Este ano, a Secretaria Municipal de Ciência e Tecnologia do Rio lançará o segundo edital do Prêmio Elisa Frota Pessoa, destinado aos melhores artigos escritos por mulheres sobre Ciência e Tecnologia na igualdade de gênero. A cerimônia acontece no dia 8 de Março. As universidades federais de Santa Catarina e de Alagoas também têm prêmios destinados a mulheres na Ciência. As premiações são voltadas ao público interno das duas instituições.

O CNPq e o Ministério da Ciência, Tecnologia e Inovação lançaram no ano passado a terceira chamada pública Meninas e Mulheres nas Ciências Exatas, Engenharias e Computação, destinada a estudantes do ensino médio e de graduação. O edital distribui R$ 100 milhões às vencedoras. Outras duas chamadas aconteceram em 2013 e em 2018. O projeto prevê que pelo menos 30% das bolsas sejam destinadas a negras e indígenas.

A Universidade Federal do Mato Grosso do Sul tem um programa institucional de Mulheres na Ciência. O edital busca apoiar com auxílio financeiro docentes e técnicas da universidade que coordenem projetos de pesquisa e inovação. O exemplo é seguido pelo Instituto Federal de Sergipe.

A Universidade de Brasília tem o edital Mulheres e Meninas na Ciência: o Futuro é Agora, destinado a projetos de extensão que atuem incentivando a participação de meninas das escolas públicas do Distrito Federal nas áreas de Ciência e Tecnologia.

A Fundação de Amparo à Pesquisa do Estado do Amazonas (Fapeam) tem dois editais para estimular a igualdade de gênero na ciência. Um deles é o Programa Amazônidas – Meninas e Mulheres na Ciência.
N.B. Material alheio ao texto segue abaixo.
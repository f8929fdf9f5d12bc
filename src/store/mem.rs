//! In-memory word storage backed by DashMap.
//!
//! Used for tests and ephemeral servers. All data is lost on process exit.

use dashmap::DashMap;
use dashmap::mapref::entry::Entry;

use crate::error::StoreError;
use crate::lexicon::WordRecord;
use crate::store::{StoreResult, WordStore};

/// Concurrent in-memory store keyed by word id.
#[derive(Debug)]
pub struct MemStore {
    words: DashMap<String, WordRecord>,
}

impl MemStore {
    /// Create an empty in-memory store.
    pub fn new() -> Self {
        Self {
            words: DashMap::new(),
        }
    }

    /// Create a store with pre-allocated capacity.
    pub fn with_capacity(capacity: usize) -> Self {
        Self {
            words: DashMap::with_capacity(capacity),
        }
    }

    /// Get a clone of a record by id.
    pub fn get(&self, id: &str) -> Option<WordRecord> {
        self.words.get(id).map(|r| r.value().clone())
    }
}

impl Default for MemStore {
    fn default() -> Self {
        Self::new()
    }
}

impl WordStore for MemStore {
    // Snapshot; not a consistent view under concurrent writes.
    fn all_words(&self) -> StoreResult<Vec<WordRecord>> {
        Ok(self.words.iter().map(|entry| entry.value().clone()).collect())
    }

    fn insert(&self, record: &WordRecord) -> StoreResult<()> {
        match self.words.entry(record.id.clone()) {
            Entry::Occupied(_) => Err(StoreError::DuplicateId {
                id: record.id.clone(),
            }),
            Entry::Vacant(slot) => {
                slot.insert(record.clone());
                Ok(())
            }
        }
    }

    fn len(&self) -> StoreResult<usize> {
        Ok(self.words.len())
    }
}

#[cfg(test)]
mod tests {
    use super::*;

    fn record(id: &str) -> WordRecord {
        WordRecord {
            id: id.into(),
            word: format!("w{id}"),
            meaning: vec![],
            word_type: "special".into(),
            phonetic: String::new(),
            combination: None,
        }
    }

    #[test]
    fn insert_and_get() {
        let store = MemStore::new();
        store.insert(&record("a")).unwrap();
        assert_eq!(store.get("a").unwrap().word, "wa");
        assert_eq!(store.len().unwrap(), 1);
    }

    #[test]
    fn duplicate_id_rejected() {
        let store = MemStore::new();
        store.insert(&record("a")).unwrap();
        let err = store.insert(&record("a")).unwrap_err();
        assert!(matches!(err, StoreError::DuplicateId { .. }));
        assert_eq!(store.len().unwrap(), 1);
    }

    #[test]
    fn concurrent_inserts() {
        use std::sync::Arc;
        let store = Arc::new(MemStore::with_capacity(100));
        let handles: Vec<_> = (0..100)
            .map(|i| {
                let store = Arc::clone(&store);
                std::thread::spawn(move || {
                    store.insert(&record(&i.to_string())).unwrap();
                })
            })
            .collect();
        for h in handles {
            h.join().unwrap();
        }
        assert_eq!(store.all_words().unwrap().len(), 100);
    }
}
//! Service configuration.
//!
//! Values come from, in increasing precedence: built-in defaults, an optional
//! TOML file (path in `ESHAKAP_CONFIG`), and `ESHAKAP_*` environment variables.
//!
//! ```toml
//! bind = "0.0.0.0"
//! port = 5000
//! data_dir = "/var/lib/eshakap"
//! glyph_base = "https://zhyov.github.io/Eshakap/assets/char/"
//! auth_url = "https://project.supabase.co"
//! auth_api_key = "..."
//! auth_timeout_secs = 10
//! ```

use std::path::{Path, PathBuf};
use std::sync::Arc;
use std::time::Duration;

use serde::{Deserialize, Serialize};

use crate::auth::{DisabledVerifier, ProviderVerifier, TokenVerifier};
use crate::error::ConfigError;
use crate::script::glyph::{DEFAULT_GLYPH_BASE, GlyphSet};

pub type ConfigResult<T> = std::result::Result<T, ConfigError>;

/// Server and storage settings.
#[derive(Debug, Clone, PartialEq, Serialize, Deserialize)]
pub struct ServerConfig {
    #[serde(default = "default_bind")]
    pub bind: String,
    #[serde(default = "default_port")]
    pub port: u16,
    /// Directory holding the word database. Defaults to the XDG data dir.
    #[serde(default)]
    pub data_dir: Option<PathBuf>,
    /// Keep words in memory only; `data_dir` is ignored.
    #[serde(default)]
    pub in_memory: bool,
    #[serde(default = "default_glyph_base")]
    pub glyph_base: String,
    /// Identity provider root URL. Without it, writes are refused.
    #[serde(default)]
    pub auth_url: Option<String>,
    #[serde(default)]
    pub auth_api_key: Option<String>,
    #[serde(default = "default_auth_timeout_secs")]
    pub auth_timeout_secs: u64,
}

fn default_bind() -> String {
    "0.0.0.0".into()
}
fn default_port() -> u16 {
    5000
}
fn default_glyph_base() -> String {
    DEFAULT_GLYPH_BASE.into()
}
fn default_auth_timeout_secs() -> u64 {
    10
}

impl Default for ServerConfig {
    fn default() -> Self {
        Self {
            bind: default_bind(),
            port: default_port(),
            data_dir: None,
            in_memory: false,
            glyph_base: default_glyph_base(),
            auth_url: None,
            auth_api_key: None,
            auth_timeout_secs: default_auth_timeout_secs(),
        }
    }
}

impl ServerConfig {
    /// Parse TOML text. `origin` names the source in error messages.
    pub fn from_toml_str(text: &str, origin: &str) -> ConfigResult<Self> {
        toml::from_str(text).map_err(|e| ConfigError::Parse {
            path: origin.to_string(),
            message: e.to_string(),
        })
    }

    /// Read a TOML config file.
    pub fn load_file(path: &Path) -> ConfigResult<Self> {
        let text = std::fs::read_to_string(path).map_err(|e| ConfigError::Read {
            path: path.display().to_string(),
            source: e,
        })?;
        Self::from_toml_str(&text, &path.display().to_string())
    }

    /// Load from `ESHAKAP_CONFIG` (if set) and the process environment.
    pub fn from_env() -> ConfigResult<Self> {
        let mut config = match std::env::var("ESHAKAP_CONFIG") {
            Ok(path) => Self::load_file(Path::new(&path))?,
            Err(_) => Self::default(),
        };
        config.apply_env(|key| std::env::var(key).ok())?;
        Ok(config)
    }

    /// Override fields from `ESHAKAP_*` variables read through `get`.
    pub fn apply_env<F>(&mut self, get: F) -> ConfigResult<()>
    where
        F: Fn(&str) -> Option<String>,
    {
        if let Some(bind) = get("ESHAKAP_BIND") {
            self.bind = bind;
        }
        if let Some(port) = get("ESHAKAP_PORT") {
            self.port = parse_var("ESHAKAP_PORT", &port)?;
        }
        if let Some(dir) = get("ESHAKAP_DATA_DIR") {
            self.data_dir = Some(PathBuf::from(dir));
        }
        if let Some(flag) = get("ESHAKAP_IN_MEMORY") {
            self.in_memory = parse_var("ESHAKAP_IN_MEMORY", &flag)?;
        }
        if let Some(base) = get("ESHAKAP_GLYPH_BASE") {
            self.glyph_base = base;
        }
        if let Some(url) = get("ESHAKAP_AUTH_URL") {
            self.auth_url = Some(url);
        }
        if let Some(key) = get("ESHAKAP_AUTH_API_KEY") {
            self.auth_api_key = Some(key);
        }
        if let Some(secs) = get("ESHAKAP_AUTH_TIMEOUT_SECS") {
            self.auth_timeout_secs = parse_var("ESHAKAP_AUTH_TIMEOUT_SECS", &secs)?;
        }
        Ok(())
    }

    /// `bind:port` listen address.
    pub fn addr(&self) -> String {
        format!("{}:{}", self.bind, self.port)
    }

    /// Where the word database lives, or `None` for memory-only storage.
    pub fn storage_dir(&self) -> Option<PathBuf> {
        if self.in_memory {
            return None;
        }
        self.data_dir.clone().or_else(default_data_dir)
    }

    pub fn glyph_set(&self) -> GlyphSet {
        GlyphSet::new(self.glyph_base.clone())
    }

    /// Token verifier for write endpoints.
    pub fn verifier(&self) -> Arc<dyn TokenVerifier> {
        match (&self.auth_url, &self.auth_api_key) {
            (Some(url), Some(key)) => Arc::new(ProviderVerifier::new(
                url,
                key.clone(),
                Duration::from_secs(self.auth_timeout_secs),
            )),
            _ => {
                tracing::warn!("no identity provider configured; write requests will be refused");
                Arc::new(DisabledVerifier)
            }
        }
    }
}

fn parse_var<T: std::str::FromStr>(key: &str, value: &str) -> ConfigResult<T> {
    value.trim().parse().map_err(|_| ConfigError::InvalidValue {
        key: key.to_string(),
        value: value.to_string(),
    })
}

/// `$XDG_DATA_HOME/eshakap`, falling back to `$HOME/.local/share/eshakap`.
pub fn default_data_dir() -> Option<PathBuf> {
    if let Ok(dir) = std::env::var("XDG_DATA_HOME") {
        return Some(PathBuf::from(dir).join("eshakap"));
    }
    std::env::var("HOME")
        .ok()
        .map(|home| PathBuf::from(home).join(".local/share/eshakap"))
}

#[cfg(test)]
mod tests {
    use super::*;
    use std::collections::HashMap;

    fn env(pairs: &[(&str, &str)]) -> impl Fn(&str) -> Option<String> {
        let map: HashMap<String, String> = pairs
            .iter()
            .map(|(k, v)| (k.to_string(), v.to_string()))
            .collect();
        move |key| map.get(key).cloned()
    }

    #[test]
    fn defaults() {
        let config = ServerConfig::default();
        assert_eq!(config.addr(), "0.0.0.0:5000");
        assert_eq!(config.glyph_base, DEFAULT_GLYPH_BASE);
        assert_eq!(config.auth_timeout_secs, 10);
        assert!(!config.in_memory);
    }

    #[test]
    fn toml_fills_missing_fields_with_defaults() {
        let config = ServerConfig::from_toml_str(
            "port = 8080\ndata_dir = \"/tmp/words\"\nauth_url = \"https://id.example\"\n",
            "test.toml",
        )
        .unwrap();
        assert_eq!(config.port, 8080);
        assert_eq!(config.bind, "0.0.0.0");
        assert_eq!(config.data_dir, Some(PathBuf::from("/tmp/words")));
        assert_eq!(config.auth_url.as_deref(), Some("https://id.example"));
        assert_eq!(config.auth_api_key, None);
    }

    #[test]
    fn bad_toml_is_a_parse_error() {
        let err = ServerConfig::from_toml_str("port = \"many\"", "bad.toml").unwrap_err();
        assert!(matches!(err, ConfigError::Parse { .. }));
    }

    #[test]
    fn env_overrides_file_values() {
        let mut config = ServerConfig::from_toml_str("port = 8080", "test.toml").unwrap();
        config
            .apply_env(env(&[
                ("ESHAKAP_PORT", "9000"),
                ("ESHAKAP_BIND", "127.0.0.1"),
                ("ESHAKAP_GLYPH_BASE", "/glyphs"),
                ("ESHAKAP_IN_MEMORY", "true"),
            ]))
            .unwrap();
        assert_eq!(config.addr(), "127.0.0.1:9000");
        assert_eq!(config.glyph_set().base(), "/glyphs/");
        assert_eq!(config.storage_dir(), None);
    }

    #[test]
    fn invalid_env_value_is_reported() {
        let mut config = ServerConfig::default();
        let err = config.apply_env(env(&[("ESHAKAP_PORT", "eighty")])).unwrap_err();
        assert!(matches!(err, ConfigError::InvalidValue { ref key, .. } if key == "ESHAKAP_PORT"));
    }

    #[test]
    fn explicit_data_dir_wins() {
        let config = ServerConfig {
            data_dir: Some(PathBuf::from("/srv/eshakap")),
            ..Default::default()
        };
        assert_eq!(config.storage_dir(), Some(PathBuf::from("/srv/eshakap")));
    }
}
//! eshakap CLI: dictionary and script converter.

use std::path::PathBuf;

use clap::{Parser, Subcommand};
use miette::{IntoDiagnostic, Result};
use serde::Serialize;

use eshakap::config::ServerConfig;
use eshakap::lexicon::{Lexicon, NewWord, WordRecord};
use eshakap::script::{Converter, GlyphSet, ORDER};

#[derive(Parser)]
#[command(name = "eshakap", version, about = "Eshakap dictionary and script converter")]
struct Cli {
    /// Data directory holding the word database.
    #[arg(long, global = true)]
    data_dir: Option<PathBuf>,

    #[command(subcommand)]
    command: Commands,
}

#[derive(Subcommand)]
enum Commands {
    /// Convert text into script syllables (printed as JSON).
    Convert {
        /// Text to convert; lower-cased before conversion.
        text: String,

        /// Base location of the glyph assets.
        #[arg(long)]
        glyph_base: Option<String>,

        /// Print only glyph paths, one syllable per line.
        #[arg(long)]
        paths: bool,
    },

    /// List every stored word.
    Names,

    /// Search words by text and/or type filter code.
    Fetch {
        /// Substring of the word or one of its meanings.
        #[arg(long, short, default_value = "")]
        query: String,

        /// Type filter code, one hex digit 0-f.
        #[arg(long, short)]
        filter: Option<String>,
    },

    /// Show records whose word matches exactly (ignoring case).
    Word {
        word: String,
    },

    /// Print the number of stored words.
    Max,

    /// Print the canonical alphabet order.
    Order,

    /// Add a word.
    Add {
        word: String,

        /// Meaning; repeat for several.
        #[arg(long, short)]
        meaning: Vec<String>,

        /// Word type (general, special, replaceable, combination).
        #[arg(long = "type", short = 't')]
        word_type: String,

        #[arg(long, default_value = "")]
        phonetic: String,
    },

    /// Import word records from a JSON array file.
    Import {
        /// Path to JSON file with records.
        #[arg(long)]
        file: PathBuf,
    },
}

fn print_json<T: Serialize>(value: &T) -> Result<()> {
    println!("{}", serde_json::to_string_pretty(value).into_diagnostic()?);
    Ok(())
}

fn open_lexicon(cli_dir: Option<PathBuf>, config: &ServerConfig) -> Result<Lexicon> {
    let dir = cli_dir.or_else(|| config.storage_dir());
    let Some(dir) = dir else {
        miette::bail!("no data directory: pass --data-dir or set ESHAKAP_DATA_DIR");
    };
    Ok(Lexicon::open(Some(dir.as_path()))?)
}

fn main() -> Result<()> {
    miette::set_hook(Box::new(|_| {
        Box::new(
            miette::MietteHandlerOpts::new()
                .terminal_links(true)
                .unicode(true)
                .context_lines(3)
                .build(),
        )
    }))
    .ok(); // Ignore error if hook already set (e.g., in tests)

    tracing_subscriber::fmt()
        .with_env_filter(
            tracing_subscriber::EnvFilter::try_from_default_env()
                .unwrap_or_else(|_| tracing_subscriber::EnvFilter::new("warn")),
        )
        .with_writer(std::io::stderr)
        .init();

    let cli = Cli::parse();
    let config = ServerConfig::from_env()?;

    match cli.command {
        Commands::Convert {
            text,
            glyph_base,
            paths,
        } => {
            let glyphs = glyph_base.map(GlyphSet::new).unwrap_or_else(|| config.glyph_set());
            let syllables = Converter::new(glyphs).convert(&text.to_lowercase());
            if paths {
                for syllable in &syllables {
                    println!("{}", syllable.paths().join(" "));
                }
            } else {
                print_json(&syllables)?;
            }
        }

        Commands::Names => {
            let lexicon = open_lexicon(cli.data_dir, &config)?;
            print_json(&lexicon.names()?)?;
        }

        Commands::Fetch { query, filter } => {
            let lexicon = open_lexicon(cli.data_dir, &config)?;
            print_json(&lexicon.fetch(&query, filter.as_deref())?)?;
        }

        Commands::Word { word } => {
            let lexicon = open_lexicon(cli.data_dir, &config)?;
            print_json(&lexicon.lookup(&word)?)?;
        }

        Commands::Max => {
            let lexicon = open_lexicon(cli.data_dir, &config)?;
            print_json(&serde_json::json!({ "max": lexicon.count()? }))?;
        }

        Commands::Order => {
            let order: Vec<String> = ORDER.iter().map(|c| c.to_string()).collect();
            print_json(&order)?;
        }

        Commands::Add {
            word,
            meaning,
            word_type,
            phonetic,
        } => {
            let lexicon = open_lexicon(cli.data_dir, &config)?;
            let record = lexicon.add(NewWord::new(word, meaning, word_type).with_phonetic(phonetic))?;
            print_json(&record)?;
        }

        Commands::Import { file } => {
            let lexicon = open_lexicon(cli.data_dir, &config)?;
            let content = std::fs::read_to_string(&file).into_diagnostic()?;
            let records: Vec<WordRecord> = serde_json::from_str(&content).into_diagnostic()?;
            let count = lexicon.import(records)?;
            println!("Imported {count} words from {}", file.display());
        }
    }

    Ok(())
}
//! Glyph references and syllables produced by the converter.
//!
//! Every glyph is an SVG asset addressed as `<base><key>.svg`. Letters use
//! the letter itself as key; the two placeholder glyphs have fixed keys.

use serde::Serialize;

use crate::id::fresh_id;

/// Default location of the glyph assets.
pub const DEFAULT_GLYPH_BASE: &str = "https://zhyov.github.io/Eshakap/assets/char/";

/// Asset key of the carrier glyph written before an onset vowel.
pub const CARRIER_KEY: &str = "aläp";

/// Asset key of the null-vowel glyph written after a bare consonant.
pub const NULL_VOWEL_KEY: &str = "∅";

/// Which asset a glyph reference points to.
#[derive(Debug, Clone, Copy, PartialEq, Eq, Hash)]
pub enum GlyphKey {
    /// A letter or passthrough character, drawn by its own asset.
    Char(char),
    /// Null-consonant carrier for a vowel at syllable onset.
    Carrier,
    /// Null-vowel mark for a consonant without a vowel.
    NullVowel,
}

impl GlyphKey {
    /// Asset file stem for this key.
    pub fn stem(&self) -> String {
        match self {
            GlyphKey::Char(c) => c.to_string(),
            GlyphKey::Carrier => CARRIER_KEY.to_string(),
            GlyphKey::NullVowel => NULL_VOWEL_KEY.to_string(),
        }
    }
}

/// One glyph in a conversion result.
#[derive(Debug, Clone, PartialEq, Eq, Serialize)]
pub struct GlyphRef {
    /// Fresh opaque id, unique per conversion call.
    pub id: String,
    /// Asset path of the glyph.
    pub path: String,
}

/// One or two glyphs forming a written syllable.
///
/// The glyph list is private so the length invariant cannot be broken after
/// construction.
#[derive(Debug, Clone, PartialEq, Eq, Serialize)]
pub struct Syllable {
    pub id: String,
    #[serde(rename = "syllable")]
    glyphs: Vec<GlyphRef>,
}

impl Syllable {
    /// A syllable made of a single glyph.
    pub fn single(glyph: GlyphRef) -> Self {
        Self {
            id: fresh_id(),
            glyphs: vec![glyph],
        }
    }

    /// A syllable made of two glyphs, in reading order.
    pub fn pair(first: GlyphRef, second: GlyphRef) -> Self {
        Self {
            id: fresh_id(),
            glyphs: vec![first, second],
        }
    }

    pub fn glyphs(&self) -> &[GlyphRef] {
        &self.glyphs
    }

    /// Asset paths of the glyphs, in order.
    pub fn paths(&self) -> Vec<&str> {
        self.glyphs.iter().map(|g| g.path.as_str()).collect()
    }

    pub fn len(&self) -> usize {
        self.glyphs.len()
    }

    /// Never true for a constructed syllable.
    pub fn is_empty(&self) -> bool {
        self.glyphs.is_empty()
    }
}

/// Resolves glyph keys to asset paths under a base location.
#[derive(Debug, Clone, PartialEq, Eq)]
pub struct GlyphSet {
    base: String,
}

impl GlyphSet {
    /// Create a glyph set rooted at `base`. A trailing `/` is added if missing.
    pub fn new(base: impl Into<String>) -> Self {
        let mut base = base.into();
        if !base.is_empty() && !base.ends_with('/') {
            base.push('/');
        }
        Self { base }
    }

    pub fn base(&self) -> &str {
        &self.base
    }

    /// Asset path for `key`.
    pub fn path(&self, key: GlyphKey) -> String {
        format!("{}{}.svg", self.base, key.stem())
    }

    /// A fresh glyph reference for `key`.
    pub fn glyph(&self, key: GlyphKey) -> GlyphRef {
        GlyphRef {
            id: fresh_id(),
            path: self.path(key),
        }
    }
}

impl Default for GlyphSet {
    fn default() -> Self {
        Self::new(DEFAULT_GLYPH_BASE)
    }
}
O outro é o Programa Fapeam: Mulheres na Ciência, específico para o interior do estado.

Já o Instituto Federal do Rio Grande do Norte lançou a segunda edição do edital “Projetos de Pesquisa e Inovação com Mulheres Jovens Cientistas”, voltado a projetos de pesquisa e inovação que envolvam alunas do ensino médio ou da graduação.